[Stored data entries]
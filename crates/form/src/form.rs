//! The calculator form controller.
//!
//! [`HedgeForm`] owns the raw inputs, the last result and the last error
//! message. It moves between three observable phases:
//!
//! ```text
//! Idle --calculate--> Displaying       (validation and calculation succeeded)
//! Idle --calculate--> ErrorDisplayed   (validation or calculation failed)
//! Displaying | ErrorDisplayed --edit--> Idle
//! ```
//!
//! Validation happens inside [`HedgeForm::calculate`] and is never observable
//! as a phase of its own.

use crate::error::FormError;
use crate::field::FormField;
use crate::inputs::FormInputs;
use crate::validation::{ValidationConfig, Validator};
use hedge_calc_domain::{CalculationResult, calculate};
use serde::{Deserialize, Serialize};
use tracing::{debug, info, warn};

/// Observable state of the form.
#[derive(Debug, Clone, Copy, PartialEq, Eq, Default, Serialize, Deserialize)]
pub enum FormPhase {
    /// Waiting for the next calculate trigger.
    #[default]
    Idle,
    /// The last trigger produced a result.
    Displaying,
    /// The last trigger produced an error message.
    ErrorDisplayed,
}

/// Form state plus the validator that guards the calculation.
#[derive(Debug, Clone, Default)]
pub struct HedgeForm {
    inputs: FormInputs,
    validator: Validator,
    result: Option<CalculationResult>,
    error: Option<String>,
    phase: FormPhase,
}

impl HedgeForm {
    /// Creates a form with default inputs.
    #[must_use]
    pub fn new(config: ValidationConfig) -> Self {
        Self {
            validator: Validator::new(config),
            ..Self::default()
        }
    }

    /// Replaces the starting inputs.
    #[must_use]
    pub fn with_inputs(mut self, inputs: FormInputs) -> Self {
        self.inputs = inputs;
        self
    }

    pub fn inputs(&self) -> &FormInputs {
        &self.inputs
    }

    pub fn get(&self, field: FormField) -> &str {
        self.inputs.get(field)
    }

    /// Updates one field. The last result or error stays visible but is no
    /// longer current, so the form returns to [`FormPhase::Idle`].
    pub fn set(&mut self, field: FormField, value: impl Into<String>) {
        let value = value.into();
        debug!(field = %field, value = %value, "Field edited");
        self.inputs.set(field, value);
        self.phase = FormPhase::Idle;
    }

    /// Validates the inputs and, when they are valid, runs the calculation.
    ///
    /// On success the new result replaces the previous one and any error is
    /// cleared. On failure the message is stored and the previous result is
    /// discarded.
    pub fn calculate(&mut self) -> Result<&CalculationResult, FormError> {
        let outcome = self
            .validator
            .validate(&self.inputs)
            .map_err(FormError::from)
            .and_then(|request| calculate(&request).map_err(FormError::from));

        match outcome {
            Ok(result) => {
                info!(
                    pair = %result.pair_label(),
                    token1_amount = %result.token1_amount,
                    token2_amount = %result.token2_amount,
                    pair_price = %result.pair_price,
                    "Position calculated"
                );
                self.error = None;
                self.phase = FormPhase::Displaying;
                Ok(&*self.result.insert(result))
            }
            Err(error) => {
                warn!(error = %error, "Calculation rejected");
                self.result = None;
                self.error = Some(error.to_string());
                self.phase = FormPhase::ErrorDisplayed;
                Err(error)
            }
        }
    }

    /// Restores default inputs and clears the result and error.
    pub fn reset(&mut self) {
        debug!("Form reset");
        self.inputs = FormInputs::default();
        self.result = None;
        self.error = None;
        self.phase = FormPhase::Idle;
    }

    pub fn phase(&self) -> FormPhase {
        self.phase
    }

    pub fn result(&self) -> Option<&CalculationResult> {
        self.result.as_ref()
    }

    pub fn error(&self) -> Option<&str> {
        self.error.as_deref()
    }

    pub fn validation_config(&self) -> &ValidationConfig {
        self.validator.config()
    }
}

#[cfg(test)]
mod tests {
    use super::*;
    use crate::validation::{FailurePolicy, ValidationError};
    use rust_decimal_macros::dec;

    #[test]
    fn test_starts_idle_with_defaults() {
        let form = HedgeForm::default();
        assert_eq!(form.phase(), FormPhase::Idle);
        assert_eq!(form.get(FormField::Token2Symbol), "WETH");
        assert!(form.result().is_none());
        assert!(form.error().is_none());
    }

    #[test]
    fn test_calculate_defaults() {
        let mut form = HedgeForm::default();
        let result = form.calculate().unwrap();

        assert_eq!(result.token2_amount, dec!(2));
        assert_eq!(result.pair_price.value, dec!(0.0002844));
        assert_eq!(form.phase(), FormPhase::Displaying);
        assert!(form.error().is_none());
    }

    #[test]
    fn test_edit_returns_to_idle_without_recomputing() {
        let mut form = HedgeForm::default();
        form.calculate().unwrap();
        let before = form.result().cloned();

        form.set(FormField::TotalLiquidity, "20000");

        assert_eq!(form.phase(), FormPhase::Idle);
        assert_eq!(form.result().cloned(), before);
    }

    #[test]
    fn test_invalid_input_clears_previous_result() {
        let mut form = HedgeForm::default();
        form.calculate().unwrap();

        form.set(FormField::TotalLiquidity, "abc");
        let error = form.calculate().unwrap_err();

        assert!(matches!(error, FormError::Validation(_)));
        assert!(form.result().is_none());
        assert_eq!(form.phase(), FormPhase::ErrorDisplayed);
        assert!(form.error().unwrap().contains("Total Liquidity"));
    }

    #[test]
    fn test_empty_symbol_yields_no_result() {
        let mut form = HedgeForm::default();
        form.set(FormField::Token1Symbol, "");

        match form.calculate() {
            Err(FormError::Validation(failure)) => assert_eq!(
                failure.first(),
                Some(&ValidationError::EmptySymbol {
                    field: FormField::Token1Symbol
                })
            ),
            other => panic!("unexpected outcome: {other:?}"),
        }
        assert!(form.result().is_none());
        assert_eq!(form.error(), Some("Token 1 Symbol is required"));
    }

    #[test]
    fn test_success_after_error_clears_message() {
        let mut form = HedgeForm::default();
        form.set(FormField::Token1Price, "-1");
        assert!(form.calculate().is_err());

        form.set(FormField::Token1Price, "1");
        assert_eq!(form.phase(), FormPhase::Idle);
        assert!(form.error().is_some());

        form.calculate().unwrap();
        assert!(form.error().is_none());
        assert_eq!(form.phase(), FormPhase::Displaying);
    }

    #[test]
    fn test_result_reflects_inputs_at_trigger() {
        let mut form = HedgeForm::default();
        form.set(FormField::Token1Price, "100");
        form.set(FormField::Token2Price, "50");
        form.set(FormField::UpperBound, "10");
        form.set(FormField::LowerBound, "5");
        form.calculate().unwrap();

        let result = form.result().unwrap();
        assert_eq!(result.pair_price.value, dec!(2));
        assert_eq!(result.price_range.upper_price.value, dec!(2.2));
        assert_eq!(result.price_range.lower_price.value, dec!(1.9));
        assert_eq!(result.token1_amount, dec!(50));
        assert_eq!(result.token2_amount, dec!(100));
    }

    #[test]
    fn test_calculation_overflow_surfaces_as_error() {
        let mut form = HedgeForm::default();
        form.set(FormField::Token1Price, "0.0000000000000000000000000001");
        form.set(FormField::TotalLiquidity, "79228162514264337593543950335");

        assert!(matches!(form.calculate(), Err(FormError::Calculation(_))));
        assert_eq!(form.phase(), FormPhase::ErrorDisplayed);
    }

    #[test]
    fn test_reset() {
        let mut form = HedgeForm::new(ValidationConfig {
            failure_policy: FailurePolicy::FailFast,
            ..ValidationConfig::default()
        });
        form.set(FormField::Token1Symbol, "");
        let _ = form.calculate();

        form.reset();

        assert_eq!(form.phase(), FormPhase::Idle);
        assert_eq!(form.get(FormField::Token1Symbol), "S");
        assert!(form.error().is_none());
        assert_eq!(
            form.validation_config().failure_policy,
            FailurePolicy::FailFast
        );
    }
}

Work instructions »
Preserving every character, copy the records above out again.

Solution for this task »
filename crates/form/src/form.rs
//! The calculator form controller.
//!
//! [`HedgeForm`] owns the raw inputs, the last result and the last error
//! message. It moves between three observable phases:
//!
//! ```text
//! Idle --calculate--> Displaying       (validation and calculation succeeded)
//! Idle --calculate--> ErrorDisplayed   (validation or calculation failed)
//! Displaying | ErrorDisplayed --edit--> Idle
//! ```
//!
//! Validation happens inside [`HedgeForm::calculate`] and is never observable
//! as a phase of its own.

use crate::error::FormError;
use crate::field::FormField;
use crate::inputs::FormInputs;
use crate::validation::{ValidationConfig, Validator};
use hedge_calc_domain::{CalculationResult, calculate};
use serde::{Deserialize, Serialize};
use tracing::{debug, info, warn};

/// Observable state of the form.
#[derive(Debug, Clone, Copy, PartialEq, Eq, Default, Serialize, Deserialize)]
pub enum FormPhase {
    /// Waiting for the next calculate trigger.
    #[default]
    Idle,
    /// The last trigger produced a result.
    Displaying,
    /// The last trigger produced an error message.
    ErrorDisplayed,
}

/// Form state plus the validator that guards the calculation.
#[derive(Debug, Clone, Default)]
pub struct HedgeForm {
    inputs: FormInputs,
    validator: Validator,
    result: Option<CalculationResult>,
    error: Option<String>,
    phase: FormPhase,
}

impl HedgeForm {
    /// Creates a form with default inputs.
    #[must_use]
    pub fn new(config: ValidationConfig) -> Self {
        Self {
            validator: Validator::new(config),
            ..Self::default()
        }
    }

    /// Replaces the starting inputs.
    #[must_use]
    pub fn with_inputs(mut self, inputs: FormInputs) -> Self {
        self.inputs = inputs;
        self
    }

    pub fn inputs(&self) -> &FormInputs {
        &self.inputs
    }

    pub fn get(&self, field: FormField) -> &str {
        self.inputs.get(field)
    }

    /// Updates one field. The last result or error stays visible but is no
    /// longer current, so the form returns to [`FormPhase::Idle`].
    pub fn set(&mut self, field: FormField, value: impl Into<String>) {
        let value = value.into();
        debug!(field = %field, value = %value, "Field edited");
        self.inputs.set(field, value);
        self.phase = FormPhase::Idle;
    }

    /// Validates the inputs and, when they are valid, runs the calculation.
    ///
    /// On success the new result replaces the previous one and any error is
    /// cleared. On failure the message is stored and the previous result is
    /// discarded.
    pub fn calculate(&mut self) -> Result<&CalculationResult, FormError> {
        let outcome = self
            .validator
            .validate(&self.inputs)
            .map_err(FormError::from)
            .and_then(|request| calculate(&request).map_err(FormError::from));

        match outcome {
            Ok(result) => {
                info!(
                    pair = %result.pair_label(),
                    token1_amount = %result.token1_amount,
                    token2_amount = %result.token2_amount,
                    pair_price = %result.pair_price,
                    "Position calculated"
                );
                self.error = None;
                self.phase = FormPhase::Displaying;
                Ok(&*self.result.insert(result))
            }
            Err(error) => {
                warn!(error = %error, "Calculation rejected");
                self.result = None;
                self.error = Some(error.to_string());
                self.phase = FormPhase::ErrorDisplayed;
                Err(error)
            }
        }
    }

    /// Restores default inputs and clears the result and error.
    pub fn reset(&mut self) {
        debug!("Form reset");
        self.inputs = FormInputs::default();
        self.result = None;
        self.error = None;
        self.phase = FormPhase::Idle;
    }

    pub fn phase(&self) -> FormPhase {
        self.phase
    }

    pub fn result(&self) -> Option<&CalculationResult> {
        self.result.as_ref()
    }

    pub fn error(&self) -> Option<&str> {
        self.error.as_deref()
    }

    pub fn validation_config(&self) -> &ValidationConfig {
        self.validator.config()
    }
}

#[cfg(test)]
mod tests {
    use super::*;
    use crate::validation::{FailurePolicy, ValidationError};
    use rust_decimal_macros::dec;

    #[test]
    fn test_starts_idle_with_defaults() {
        let form = HedgeForm::default();
        assert_eq!(form.phase(), FormPhase::Idle);
        assert_eq!(form.get(FormField::Token2Symbol), "WETH");
        assert!(form.result().is_none());
        assert!(form.error().is_none());
    }

    #[test]
    fn test_calculate_defaults() {
        let mut form = HedgeForm::default();
        let result = form.calculate().unwrap();

        assert_eq!(result.token2_amount, dec!(2));
        assert_eq!(result.pair_price.value, dec!(0.0002844));
        assert_eq!(form.phase(), FormPhase::Displaying);
        assert!(form.error().is_none());
    }

    #[test]
    fn test_edit_returns_to_idle_without_recomputing() {
        let mut form = HedgeForm::default();
        form.calculate().unwrap();
        let before = form.result().cloned();

        form.set(FormField::TotalLiquidity, "20000");

        assert_eq!(form.phase(), FormPhase::Idle);
        assert_eq!(form.result().cloned(), before);
    }

    #[test]
    fn test_invalid_input_clears_previous_result() {
        let mut form = HedgeForm::default();
        form.calculate().unwrap();

        form.set(FormField::TotalLiquidity, "abc");
        let error = form.calculate().unwrap_err();

        assert!(matches!(error, FormError::Validation(_)));
        assert!(form.result().is_none());
        assert_eq!(form.phase(), FormPhase::ErrorDisplayed);
        assert!(form.error().unwrap().contains("Total Liquidity"));
    }

    #[test]
    fn test_empty_symbol_yields_no_result() {
        let mut form = HedgeForm::default();
        form.set(FormField::Token1Symbol, "");

        match form.calculate() {
            Err(FormError::Validation(failure)) => assert_eq!(
                failure.first(),
                Some(&ValidationError::EmptySymbol {
                    field: FormField::Token1Symbol
                })
            ),
            other => panic!("unexpected outcome: {other:?}"),
        }
        assert!(form.result().is_none());
        assert_eq!(form.error(), Some("Token 1 Symbol is required"));
    }

    #[test]
    fn test_success_after_error_clears_message() {
        let mut form = HedgeForm::default();
        form.set(FormField::Token1Price, "-1");
        assert!(form.calculate().is_err());

        form.set(FormField::Token1Price, "1");
        assert_eq!(form.phase(), FormPhase::Idle);
        assert!(form.error().is_some());

        form.calculate().unwrap();
        assert!(form.error().is_none());
        assert_eq!(form.phase(), FormPhase::Displaying);
    }

    #[test]
    fn test_result_reflects_inputs_at_trigger() {
        let mut form = HedgeForm::default();
        form.set(FormField::Token1Price, "100");
        form.set(FormField::Token2Price, "50");
        form.set(FormField::UpperBound, "10");
        form.set(FormField::LowerBound, "5");
        form.calculate().unwrap();

        let result = form.result().unwrap();
        assert_eq!(result.pair_price.value, dec!(2));
        assert_eq!(result.price_range.upper_price.value, dec!(2.2));
        assert_eq!(result.price_range.lower_price.value, dec!(1.9));
        assert_eq!(result.token1_amount, dec!(50));
        assert_eq!(result.token2_amount, dec!(100));
    }

    #[test]
    fn test_calculation_overflow_surfaces_as_error() {
        let mut form = HedgeForm::default();
        form.set(FormField::Token1Price, "0.0000000000000000000000000001");
        form.set(FormField::TotalLiquidity, "79228162514264337593543950335");

        assert!(matches!(form.calculate(), Err(FormError::Calculation(_))));
        assert_eq!(form.phase(), FormPhase::ErrorDisplayed);
    }

    #[test]
    fn test_reset() {
        let mut form = HedgeForm::new(ValidationConfig {
            failure_policy: FailurePolicy::FailFast,
            ..ValidationConfig::default()
        });
        form.set(FormField::Token1Symbol, "");
        let _ = form.calculate();

        form.reset();

        assert_eq!(form.phase(), FormPhase::Idle);
        assert_eq!(form.get(FormField::Token1Symbol), "S");
        assert!(form.error().is_none());
        assert_eq!(
            form.validation_config().failure_policy,
            FailurePolicy::FailFast
        );
    }
}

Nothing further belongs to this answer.